● Goal of the exercise:
From the entries below, copy out every line with "struct" in it.

● Source records:
---+---

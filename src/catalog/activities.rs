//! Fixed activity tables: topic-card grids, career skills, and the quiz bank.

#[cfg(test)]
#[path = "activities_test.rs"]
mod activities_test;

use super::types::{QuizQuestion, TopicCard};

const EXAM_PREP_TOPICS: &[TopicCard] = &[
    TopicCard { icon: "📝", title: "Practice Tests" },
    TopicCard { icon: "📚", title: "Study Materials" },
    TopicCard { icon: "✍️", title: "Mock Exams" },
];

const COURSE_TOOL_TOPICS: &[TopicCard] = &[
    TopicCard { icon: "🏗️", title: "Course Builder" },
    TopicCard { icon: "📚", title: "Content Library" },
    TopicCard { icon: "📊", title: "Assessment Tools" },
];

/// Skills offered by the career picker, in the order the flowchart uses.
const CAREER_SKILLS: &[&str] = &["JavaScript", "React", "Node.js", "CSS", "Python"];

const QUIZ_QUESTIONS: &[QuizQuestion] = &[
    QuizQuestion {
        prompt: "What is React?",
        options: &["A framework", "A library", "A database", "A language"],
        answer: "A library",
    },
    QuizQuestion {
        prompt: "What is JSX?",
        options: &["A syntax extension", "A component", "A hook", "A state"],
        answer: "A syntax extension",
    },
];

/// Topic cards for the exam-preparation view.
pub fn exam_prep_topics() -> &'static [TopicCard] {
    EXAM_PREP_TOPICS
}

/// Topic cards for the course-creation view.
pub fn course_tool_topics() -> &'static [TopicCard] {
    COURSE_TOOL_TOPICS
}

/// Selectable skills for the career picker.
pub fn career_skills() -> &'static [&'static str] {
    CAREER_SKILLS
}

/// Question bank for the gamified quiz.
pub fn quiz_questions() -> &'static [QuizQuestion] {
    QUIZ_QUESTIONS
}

---+---

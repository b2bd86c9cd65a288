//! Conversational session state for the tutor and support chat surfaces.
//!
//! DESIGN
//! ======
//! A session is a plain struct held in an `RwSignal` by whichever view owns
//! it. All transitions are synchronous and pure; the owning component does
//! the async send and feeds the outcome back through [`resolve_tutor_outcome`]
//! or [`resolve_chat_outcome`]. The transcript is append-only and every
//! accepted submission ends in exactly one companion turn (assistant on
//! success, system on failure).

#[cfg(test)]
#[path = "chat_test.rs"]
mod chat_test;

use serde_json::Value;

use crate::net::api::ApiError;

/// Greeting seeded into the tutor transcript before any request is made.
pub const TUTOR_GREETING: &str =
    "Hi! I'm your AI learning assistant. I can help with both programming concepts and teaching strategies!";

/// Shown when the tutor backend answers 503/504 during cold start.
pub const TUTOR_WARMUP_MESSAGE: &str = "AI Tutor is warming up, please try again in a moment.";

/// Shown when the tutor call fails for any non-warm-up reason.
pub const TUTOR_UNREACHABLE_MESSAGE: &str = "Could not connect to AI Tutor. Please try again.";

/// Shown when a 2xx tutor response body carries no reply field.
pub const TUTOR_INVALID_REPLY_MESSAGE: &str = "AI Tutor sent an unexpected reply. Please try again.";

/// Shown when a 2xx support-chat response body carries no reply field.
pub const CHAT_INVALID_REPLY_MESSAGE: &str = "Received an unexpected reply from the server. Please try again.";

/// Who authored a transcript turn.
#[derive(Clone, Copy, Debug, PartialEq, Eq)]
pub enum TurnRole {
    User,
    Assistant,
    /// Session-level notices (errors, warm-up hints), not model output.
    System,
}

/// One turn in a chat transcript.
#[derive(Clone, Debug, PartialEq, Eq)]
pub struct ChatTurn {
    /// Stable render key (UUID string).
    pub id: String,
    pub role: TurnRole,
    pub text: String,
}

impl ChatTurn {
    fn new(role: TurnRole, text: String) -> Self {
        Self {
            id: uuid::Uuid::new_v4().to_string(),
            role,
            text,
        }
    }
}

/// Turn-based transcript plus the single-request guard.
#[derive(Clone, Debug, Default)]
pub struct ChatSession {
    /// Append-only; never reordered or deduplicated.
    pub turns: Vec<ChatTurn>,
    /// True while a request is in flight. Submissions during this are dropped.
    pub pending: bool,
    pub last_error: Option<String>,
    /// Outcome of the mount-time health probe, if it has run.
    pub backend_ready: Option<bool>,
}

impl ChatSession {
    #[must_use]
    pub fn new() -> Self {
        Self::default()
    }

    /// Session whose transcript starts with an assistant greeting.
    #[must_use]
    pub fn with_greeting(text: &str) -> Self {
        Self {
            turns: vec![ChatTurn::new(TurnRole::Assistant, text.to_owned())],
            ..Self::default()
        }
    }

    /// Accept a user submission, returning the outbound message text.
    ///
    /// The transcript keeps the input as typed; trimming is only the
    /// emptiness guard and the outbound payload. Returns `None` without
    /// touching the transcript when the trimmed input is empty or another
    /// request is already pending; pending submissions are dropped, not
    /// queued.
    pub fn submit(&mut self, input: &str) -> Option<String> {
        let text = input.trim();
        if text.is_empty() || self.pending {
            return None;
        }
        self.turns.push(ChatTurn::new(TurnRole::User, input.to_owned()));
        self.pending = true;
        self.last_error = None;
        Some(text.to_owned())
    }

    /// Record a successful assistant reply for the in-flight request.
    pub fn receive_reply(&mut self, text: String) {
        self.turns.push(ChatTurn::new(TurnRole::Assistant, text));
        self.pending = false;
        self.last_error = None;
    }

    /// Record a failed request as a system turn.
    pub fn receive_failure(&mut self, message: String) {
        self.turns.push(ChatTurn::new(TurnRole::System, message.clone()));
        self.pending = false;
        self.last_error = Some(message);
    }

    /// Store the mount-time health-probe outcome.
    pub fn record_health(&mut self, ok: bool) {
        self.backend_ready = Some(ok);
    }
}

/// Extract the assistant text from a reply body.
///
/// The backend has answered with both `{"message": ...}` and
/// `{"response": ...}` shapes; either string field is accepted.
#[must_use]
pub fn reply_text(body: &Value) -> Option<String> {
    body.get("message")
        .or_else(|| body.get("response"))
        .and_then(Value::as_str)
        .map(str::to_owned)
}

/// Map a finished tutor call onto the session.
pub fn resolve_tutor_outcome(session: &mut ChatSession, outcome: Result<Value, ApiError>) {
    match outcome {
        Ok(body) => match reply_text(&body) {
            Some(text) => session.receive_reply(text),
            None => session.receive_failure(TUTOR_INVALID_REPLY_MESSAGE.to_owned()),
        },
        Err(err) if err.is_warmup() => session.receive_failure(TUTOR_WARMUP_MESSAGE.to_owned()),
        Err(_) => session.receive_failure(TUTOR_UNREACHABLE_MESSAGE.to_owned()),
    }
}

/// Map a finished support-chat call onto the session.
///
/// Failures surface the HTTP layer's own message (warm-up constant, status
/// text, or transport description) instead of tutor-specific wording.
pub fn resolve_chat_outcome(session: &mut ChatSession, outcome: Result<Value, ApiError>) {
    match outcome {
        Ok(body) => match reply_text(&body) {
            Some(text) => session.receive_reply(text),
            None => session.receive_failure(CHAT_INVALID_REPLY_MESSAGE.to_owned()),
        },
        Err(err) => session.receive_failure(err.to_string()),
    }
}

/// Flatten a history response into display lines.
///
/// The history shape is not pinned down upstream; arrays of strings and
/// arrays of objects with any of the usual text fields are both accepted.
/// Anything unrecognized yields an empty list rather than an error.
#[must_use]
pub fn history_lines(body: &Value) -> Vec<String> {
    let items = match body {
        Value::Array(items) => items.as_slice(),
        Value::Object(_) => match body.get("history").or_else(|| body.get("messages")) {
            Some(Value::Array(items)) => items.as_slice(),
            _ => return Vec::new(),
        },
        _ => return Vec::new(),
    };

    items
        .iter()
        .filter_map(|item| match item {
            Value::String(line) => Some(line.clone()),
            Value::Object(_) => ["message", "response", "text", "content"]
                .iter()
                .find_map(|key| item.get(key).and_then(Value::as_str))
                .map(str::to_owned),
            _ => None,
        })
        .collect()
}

---+---

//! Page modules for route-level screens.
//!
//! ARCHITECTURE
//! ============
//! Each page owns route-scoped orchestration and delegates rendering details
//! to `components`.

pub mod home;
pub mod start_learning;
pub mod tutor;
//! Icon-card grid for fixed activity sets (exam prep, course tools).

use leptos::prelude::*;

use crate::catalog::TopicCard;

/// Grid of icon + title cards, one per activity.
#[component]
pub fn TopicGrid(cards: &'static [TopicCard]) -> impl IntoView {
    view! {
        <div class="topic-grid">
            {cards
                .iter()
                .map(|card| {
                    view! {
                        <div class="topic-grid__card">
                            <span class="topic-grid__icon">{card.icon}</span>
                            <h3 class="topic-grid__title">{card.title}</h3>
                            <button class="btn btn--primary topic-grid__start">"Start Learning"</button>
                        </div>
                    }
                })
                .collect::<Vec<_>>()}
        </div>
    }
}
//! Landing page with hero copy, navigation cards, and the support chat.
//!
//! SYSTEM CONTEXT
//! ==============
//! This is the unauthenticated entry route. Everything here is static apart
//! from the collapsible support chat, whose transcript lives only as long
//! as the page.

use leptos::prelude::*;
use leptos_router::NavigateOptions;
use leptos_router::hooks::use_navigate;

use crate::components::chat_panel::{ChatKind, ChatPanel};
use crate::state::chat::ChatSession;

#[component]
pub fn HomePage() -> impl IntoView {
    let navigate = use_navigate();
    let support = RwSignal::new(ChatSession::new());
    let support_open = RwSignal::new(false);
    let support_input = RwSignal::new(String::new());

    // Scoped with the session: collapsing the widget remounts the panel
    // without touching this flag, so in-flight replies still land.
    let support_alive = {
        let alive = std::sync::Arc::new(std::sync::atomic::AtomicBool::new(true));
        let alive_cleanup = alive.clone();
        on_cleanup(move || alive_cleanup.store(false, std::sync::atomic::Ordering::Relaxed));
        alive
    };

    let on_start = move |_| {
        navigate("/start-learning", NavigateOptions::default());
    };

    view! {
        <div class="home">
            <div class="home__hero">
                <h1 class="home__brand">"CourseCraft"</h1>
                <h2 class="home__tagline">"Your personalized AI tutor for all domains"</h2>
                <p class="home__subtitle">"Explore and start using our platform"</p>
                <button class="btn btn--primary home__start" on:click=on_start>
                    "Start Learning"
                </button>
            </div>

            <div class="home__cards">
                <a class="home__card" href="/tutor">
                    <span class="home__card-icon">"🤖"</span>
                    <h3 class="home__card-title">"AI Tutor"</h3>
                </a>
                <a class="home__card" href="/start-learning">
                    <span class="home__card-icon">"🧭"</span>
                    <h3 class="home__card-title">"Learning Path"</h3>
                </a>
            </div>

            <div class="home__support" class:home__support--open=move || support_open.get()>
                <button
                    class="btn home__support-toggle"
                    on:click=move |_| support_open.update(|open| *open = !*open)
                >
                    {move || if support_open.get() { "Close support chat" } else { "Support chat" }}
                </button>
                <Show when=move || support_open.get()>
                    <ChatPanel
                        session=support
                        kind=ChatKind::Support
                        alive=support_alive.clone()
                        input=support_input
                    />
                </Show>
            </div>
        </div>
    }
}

---+---

● Completed task:
//! A session is a plain struct held in an `RwSignal` by whichever view owns
pub struct ChatTurn {
pub struct ChatSession {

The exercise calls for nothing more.